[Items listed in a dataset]

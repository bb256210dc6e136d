/// Static description of one resource, as read from the catalog or written
/// by embedding code.
#[derive(Debug, Clone, PartialEq, Eq)]
pub struct ResourceSpec {
    /// Route segment the resource is served under
    pub name: String,
    pub table: String,
    /// Known columns. Empty means "fetch from the database".
    pub columns: Vec<String>,
    pub search_columns: Vec<String>,
    pub id_columns: Vec<String>,
    /// Boolean/null column behind `/R/active`
    pub active_column: Option<String>,
    /// Views and key-less tables are served read-only
    pub writable: bool,
}

impl ResourceSpec {
    pub fn new(table: impl Into<String>) -> Self {
        let table = table.into();
        Self {
            name: table.clone(),
            table,
            columns: vec![],
            search_columns: vec![],
            id_columns: vec![],
            active_column: None,
            writable: true,
        }
    }

    pub fn named(mut self, name: impl Into<String>) -> Self {
        self.name = name.into();
        self
    }

    pub fn with_columns<I, S>(mut self, columns: I) -> Self
    where
        I: IntoIterator<Item = S>,
        S: Into<String>,
    {
        self.columns = columns.into_iter().map(Into::into).collect();
        self
    }

    pub fn with_search<I, S>(mut self, columns: I) -> Self
    where
        I: IntoIterator<Item = S>,
        S: Into<String>,
    {
        self.search_columns = columns.into_iter().map(Into::into).collect();
        self
    }

    pub fn with_ids<I, S>(mut self, columns: I) -> Self
    where
        I: IntoIterator<Item = S>,
        S: Into<String>,
    {
        self.id_columns = columns.into_iter().map(Into::into).collect();
        self
    }

    pub fn with_active(mut self, column: impl Into<String>) -> Self {
        self.active_column = Some(column.into());
        self
    }

    pub fn read_only(mut self) -> Self {
        self.writable = false;
        self
    }

    /// `/:ID`, `/:ID/:ID1`, ... one segment per identifier column
    pub fn id_route(&self) -> Option<String> {
        if self.id_columns.is_empty() {
            return None;
        }
        Some(
            (0..self.id_columns.len())
                .map(|i| if i == 0 { "/:ID".to_string() } else { format!("/:ID{}", i) })
                .collect(),
        )
    }
}
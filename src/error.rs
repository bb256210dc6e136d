// Pipeline error carried by value from the resource handler to the transport
use axum::response::IntoResponse;
use serde_json::{json, Map, Value};

use crate::database::DatabaseError;
use crate::filter::FilterError;
use crate::middleware::response::Envelope;

/// Fields removed from error details before they reach a client
pub const STRIPPED_FIELDS: &[&str] = &["statusCode", "sql"];

#[derive(Debug, Clone, Copy, PartialEq, Eq)]
pub enum ErrorKind {
    NotFound,
    Execution,
    Validation,
}

impl ErrorKind {
    /// Lookup misses are routine; only execution failures log as errors.
    pub fn log_level(&self) -> tracing::Level {
        match self {
            ErrorKind::NotFound => tracing::Level::DEBUG,
            ErrorKind::Validation => tracing::Level::WARN,
            ErrorKind::Execution => tracing::Level::ERROR,
        }
    }
}

/// Tagged failure of a resource operation.
///
/// `detail` is the full error value as logged server-side; the envelope
/// builder strips [`STRIPPED_FIELDS`] before answering.
#[derive(Debug, Clone, PartialEq)]
pub struct ResourceError {
    pub kind: ErrorKind,
    pub status: u16,
    pub detail: Map<String, Value>,
}

impl ResourceError {
    pub fn not_found() -> Self {
        let mut detail = Map::new();
        detail.insert("statusCode".to_string(), json!(404));
        detail.insert("description".to_string(), json!("not found"));
        Self { kind: ErrorKind::NotFound, status: 404, detail }
    }

    pub fn validation(message: impl Into<String>) -> Self {
        let mut detail = Map::new();
        detail.insert("statusCode".to_string(), json!(400));
        detail.insert("description".to_string(), json!(message.into()));
        Self { kind: ErrorKind::Validation, status: 400, detail }
    }

    /// Execution failure with an optional status; defaults to 500.
    pub fn execution(status: Option<u16>, detail: Map<String, Value>) -> Self {
        Self { kind: ErrorKind::Execution, status: status.unwrap_or(500), detail }
    }

    /// Detail with internal fields removed
    pub fn public_detail(&self) -> Map<String, Value> {
        let mut detail = self.detail.clone();
        for field in STRIPPED_FIELDS {
            detail.remove(*field);
        }
        detail
    }
}

impl From<FilterError> for ResourceError {
    fn from(err: FilterError) -> Self {
        ResourceError::validation(err.to_string())
    }
}

impl From<DatabaseError> for ResourceError {
    fn from(err: DatabaseError) -> Self {
        match err {
            DatabaseError::NotFound(_) => ResourceError::not_found(),
            other => {
                let status = other.status_code();
                ResourceError::execution(status, other.detail())
            }
        }
    }
}

impl std::fmt::Display for ResourceError {
    fn fmt(&self, f: &mut std::fmt::Formatter<'_>) -> std::fmt::Result {
        write!(f, "{:?} ({}): {}", self.kind, self.status, Value::Object(self.detail.clone()))
    }
}

impl std::error::Error for ResourceError {}

// Automatic HTTP response conversion for Axum
impl IntoResponse for ResourceError {
    fn into_response(self) -> axum::response::Response {
        Envelope::error(&self).into_response()
    }
}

## ASSIGNMENT
Word for word, restate the lines above from the line containing "fn from(err: FilterError)" through the line containing "impl std::error::Error for", with both included and nothing else.

## TASK OUTPUT
    fn from(err: FilterError) -> Self {
        ResourceError::validation(err.to_string())
    }
}

impl From<DatabaseError> for ResourceError {
    fn from(err: DatabaseError) -> Self {
        match err {
            DatabaseError::NotFound(_) => ResourceError::not_found(),
            other => {
                let status = other.status_code();
                ResourceError::execution(status, other.detail())
            }
        }
    }
}

impl std::fmt::Display for ResourceError {
    fn fmt(&self, f: &mut std::fmt::Formatter<'_>) -> std::fmt::Result {
        write!(f, "{:?} ({}): {}", self.kind, self.status, Value::Object(self.detail.clone()))
    }
}

impl std::error::Error for ResourceError {}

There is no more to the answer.